SpaceX’s inclusion follows its initial public offering on June 12, 2026, when the company debuted on the Nasdaq in what became the largest IPO in history. The aerospace and technology company priced its shares at $135, entering the market with an initial valuation of $1.77 trillion. Shares opened at $150 and closed their first trading day at $160.95, valuing SpaceX at roughly $2.1 trillion, a milestone that made Musk the world’s first trillionaire.

Nasdaq stated:

“Space Exploration Technologies Corporation (Nasdaq: SPCX) will become a component of the Nasdaq-100 Index prior to market open on Tuesday, July 7, 2026.”

The company entered public markets after years of private growth, fueled by advancements in reusable rocket technology, satellite deployment, and its Starlink broadband network.

Since its record IPO, SpaceX shares have experienced notable volatility. SPCX climbed to an intraday high above $225 during its first week of trading before retreating. The stock later closed at $153.23 on June 26, remaining above its IPO price but trading near its opening level as early enthusiasm gave way to more measured trading.

Nasdaq-100 Tracks Major Non-Financial Companies Listed on the Exchange

The Nasdaq-100 measures the performance of 100 of the largest non-financial companies listed on Nasdaq and is widely followed by investors.

Advertisement

“The Nasdaq-100 Index — which measures the performance of 100 of the largest Nasdaq-listed non-financial companies — is tracked by more than 200 investment products with over $800 billion in assets under management globally,” the company noted, adding:

“Nasdaq Global Indexes publishes and maintains more than 10,000 indexes across asset classes and geographies.”

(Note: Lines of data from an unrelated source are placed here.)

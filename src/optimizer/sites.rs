//! Store-siting model: which sites to open and which periods to staff.

use serde::Serialize;
use tracing::{info, warn};

use super::model::{BinaryModel, Sense, SolveOutcome, SolveStatus, Solver, VarId};
use crate::aggregate::SiteDailyProfile;
use crate::config::{Economics, ProfitFloorMode};
use crate::error::PlanError;
use crate::feed::{Period, SiteId};
use crate::stats::round2;

/// Minimum number of periods an opened site must operate.
pub const MIN_OPERATING_PERIODS: usize = 2;

/// Candidate-day traffic of a site, per period.
#[derive(Debug, Clone, Copy, PartialEq, Serialize)]
pub struct PeriodTraffic {
    pub am: f64,
    pub md: f64,
    pub pm: f64,
}

impl From<[f64; 3]> for PeriodTraffic {
    fn from(t: [f64; 3]) -> Self {
        Self {
            am: t[0],
            md: t[1],
            pm: t[2],
        }
    }
}

/// Realized daily economics of one opened site. Money is rounded to cents.
#[derive(Debug, Clone, PartialEq, Serialize)]
pub struct SiteResult {
    pub site_id: SiteId,
    /// Rent for the whole store per day.
    pub daily_rent: f64,
    pub daily_staff_cost: f64,
    pub daily_utility_cost: f64,
    pub operating_periods: Vec<Period>,
    pub daily_customers: f64,
    pub daily_revenue: f64,
    pub daily_profit: f64,
    pub period_traffic: PeriodTraffic,
}

impl SiteResult {
    /// Computes the breakdown for a site operated in `periods`.
    pub fn realize(profile: &SiteDailyProfile, periods: Vec<Period>, economics: &Economics) -> (Self, f64) {
        let shifts = periods.len() as f64;

        let customers: f64 = periods
            .iter()
            .map(|&p| economics.conversion_rates.get(p) * profile.traffic(p))
            .sum();
        let revenue = customers * economics.profit_per_customer;
        let rent = profile.daily_rent * economics.floor_area;
        let staff = economics.staff_cost_per_shift * shifts;
        let utility = economics.utility_rate * economics.floor_area * shifts;
        let profit = revenue - rent - staff - utility;

        let result = Self {
            site_id: profile.site_id.clone(),
            daily_rent: round2(rent),
            daily_staff_cost: round2(staff),
            daily_utility_cost: round2(utility),
            operating_periods: periods,
            daily_customers: round2(customers),
            daily_revenue: round2(revenue),
            daily_profit: round2(profit),
            period_traffic: profile.traffic.into(),
        };
        (result, profit)
    }
}

/// What one optimization run produced.
#[derive(Debug, Clone, Serialize)]
pub struct OptimizationOutcome {
    pub candidate_day: String,
    pub status: SolveStatus,
    pub profit_floor_mode: ProfitFloorMode,
    /// Sites that entered the model after top-K truncation.
    pub considered: usize,
    /// Opened sites discarded by the post-solve profit floor.
    pub below_floor: usize,
    /// Modeled objective, before any post-solve filtering.
    pub objective: Option<f64>,
    /// Ordered by descending daily profit, then ascending site id.
    pub results: Vec<SiteResult>,
}

/// Profit of operating `profile` in `period`, before rent.
pub fn period_margin(profile: &SiteDailyProfile, period: Period, economics: &Economics) -> f64 {
    economics.conversion_rates.get(period) * profile.traffic(period) * economics.profit_per_customer
        - economics.utility_rate * economics.floor_area
        - economics.staff_cost_per_shift
}

/// The K profiles with the most candidate-day traffic, ties by site id.
pub fn top_k_by_traffic(profiles: &[SiteDailyProfile], k: usize) -> Vec<SiteDailyProfile> {
    let mut ranked: Vec<SiteDailyProfile> = profiles.to_vec();
    ranked.sort_by(|a, b| {
        b.total_traffic()
            .total_cmp(&a.total_traffic())
            .then_with(|| a.site_id.cmp(&b.site_id))
    });
    ranked.truncate(k);
    ranked
}

/// Variables of a built siting model.
pub struct SiteModel {
    pub model: BinaryModel,
    pub open: Vec<VarId>,
    /// Indexed by [`Period::index`].
    pub operate: Vec<[VarId; 3]>,
}

/// Builds the siting model for `profiles`, in the given order.
pub fn build_model(profiles: &[SiteDailyProfile], economics: &Economics) -> SiteModel {
    let mut model = BinaryModel::new("store_siting");
    let mut open = Vec::with_capacity(profiles.len());
    let mut operate = Vec::with_capacity(profiles.len());

    let floor = &economics.profit_floor;

    for profile in profiles {
        let id = &profile.site_id;
        let site_open = model.add_var(format!("open[{id}]"));
        let rent_cost = profile.daily_rent * economics.floor_area;
        model.add_objective(site_open, -rent_cost);

        let vars = Period::ALL.map(|p| model.add_var(format!("operate[{id},{p}]")));
        let margins = Period::ALL.map(|p| period_margin(profile, p, economics));
        for (var, margin) in vars.iter().zip(margins) {
            model.add_objective(*var, margin);
        }

        for (period, var) in Period::ALL.iter().zip(vars) {
            model.add_constraint(
                format!("operate_requires_open[{id},{period}]"),
                vec![(var, 1.0), (site_open, -1.0)],
                Sense::Le,
                0.0,
            );
        }

        let mut shifts: Vec<(VarId, f64)> = vars.iter().map(|v| (*v, 1.0)).collect();
        shifts.push((site_open, -(MIN_OPERATING_PERIODS as f64)));
        model.add_constraint(format!("min_periods[{id}]"), shifts, Sense::Ge, 0.0);

        if floor.mode == ProfitFloorMode::Constraint {
            let mut profit: Vec<(VarId, f64)> = vars.iter().zip(margins).map(|(v, m)| (*v, m)).collect();
            profit.push((site_open, -rent_cost - floor.threshold));
            model.add_constraint(format!("profit_floor[{id}]"), profit, Sense::Ge, 0.0);
        }

        open.push(site_open);
        operate.push(vars);
    }

    model.add_constraint("open_at_least_one", open.iter().map(|v| (*v, 1.0)).collect(), Sense::Ge, 1.0);

    SiteModel { model, open, operate }
}

/// Chooses sites and operating periods with a pluggable [`Solver`].
pub struct SiteOptimizer<S> {
    solver: S,
    economics: Economics,
    top_k: Option<usize>,
}

impl<S: Solver> SiteOptimizer<S> {
    pub fn new(solver: S, economics: Economics) -> Self {
        Self {
            solver,
            economics,
            top_k: None,
        }
    }

    /// Only the `k` busiest sites enter the model. This bounds model size; it
    /// changes which sites are considered, not the optimum over them.
    pub fn with_top_k(mut self, k: Option<usize>) -> Self {
        self.top_k = k;
        self
    }

    pub fn economics(&self) -> &Economics {
        &self.economics
    }

    /// Builds, solves and decodes the model for one candidate day.
    ///
    /// # Errors
    ///
    /// Returns [`PlanError::NoCandidates`] for an empty profile set and
    /// [`PlanError::Config`] for invalid economics. An infeasible model is not
    /// an error: it yields an outcome with no results.
    #[tracing::instrument(skip(self, profiles), fields(candidates = profiles.len(), top_k = ?self.top_k))]
    pub fn optimize(&self, candidate_day: &str, profiles: &[SiteDailyProfile]) -> Result<OptimizationOutcome, PlanError> {
        self.economics.validate()?;
        if self.top_k == Some(0) {
            return Err(PlanError::Config("top_k must be at least 1".to_string()));
        }
        if profiles.is_empty() {
            return Err(PlanError::NoCandidates);
        }

        let mut considered = match self.top_k {
            Some(k) => top_k_by_traffic(profiles, k),
            None => profiles.to_vec(),
        };
        considered.sort_by(|a, b| a.site_id.cmp(&b.site_id));

        let site_model = build_model(&considered, &self.economics);
        let outcome = self.solver.solve(&site_model.model);
        let status = outcome.status();
        let floor = &self.economics.profit_floor;

        let mut result = OptimizationOutcome {
            candidate_day: candidate_day.to_string(),
            status,
            profit_floor_mode: floor.mode,
            considered: considered.len(),
            below_floor: 0,
            objective: None,
            results: Vec::new(),
        };

        let SolveOutcome::Optimal(solution) = outcome else {
            warn!(?status, "No feasible solution");
            return Ok(result);
        };
        result.objective = Some(solution.objective);

        let mut ranked: Vec<(SiteResult, f64)> = Vec::new();
        for (i, profile) in considered.iter().enumerate() {
            if !solution.value(site_model.open[i]) {
                continue;
            }

            let periods: Vec<Period> = Period::ALL
                .into_iter()
                .filter(|p| solution.value(site_model.operate[i][p.index()]))
                .collect();

            let (site, profit) = SiteResult::realize(profile, periods, &self.economics);
            if floor.mode == ProfitFloorMode::PostFilter && profit < floor.threshold {
                result.below_floor += 1;
                continue;
            }
            ranked.push((site, profit));
        }

        ranked.sort_by(|(a, _), (b, _)| {
            b.daily_profit
                .total_cmp(&a.daily_profit)
                .then_with(|| a.site_id.cmp(&b.site_id))
        });
        result.results = ranked.into_iter().map(|(site, _)| site).collect();

        info!(
            objective = solution.objective,
            opened = result.results.len() + result.below_floor,
            selected = result.results.len(),
            below_floor = result.below_floor,
            "Optimization complete"
        );

        Ok(result)
    }
}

Inclusion in the Nasdaq-100 can reshape trading activity, as index-tracking funds rebalance their portfolios to incorporate the new constituent. This process typically boosts trading volume and raises the company’s profile among institutional investors.

FTSE Russell is also adding SpaceX to its Russell U.S. equity indexes after Friday’s closing bell as part of its semi-annual reconstitution. The update requires passive funds tied to Russell benchmarks, including the iShares Russell 1000 ETF (IWB), to add SPCX shares as the new index lineup takes effect.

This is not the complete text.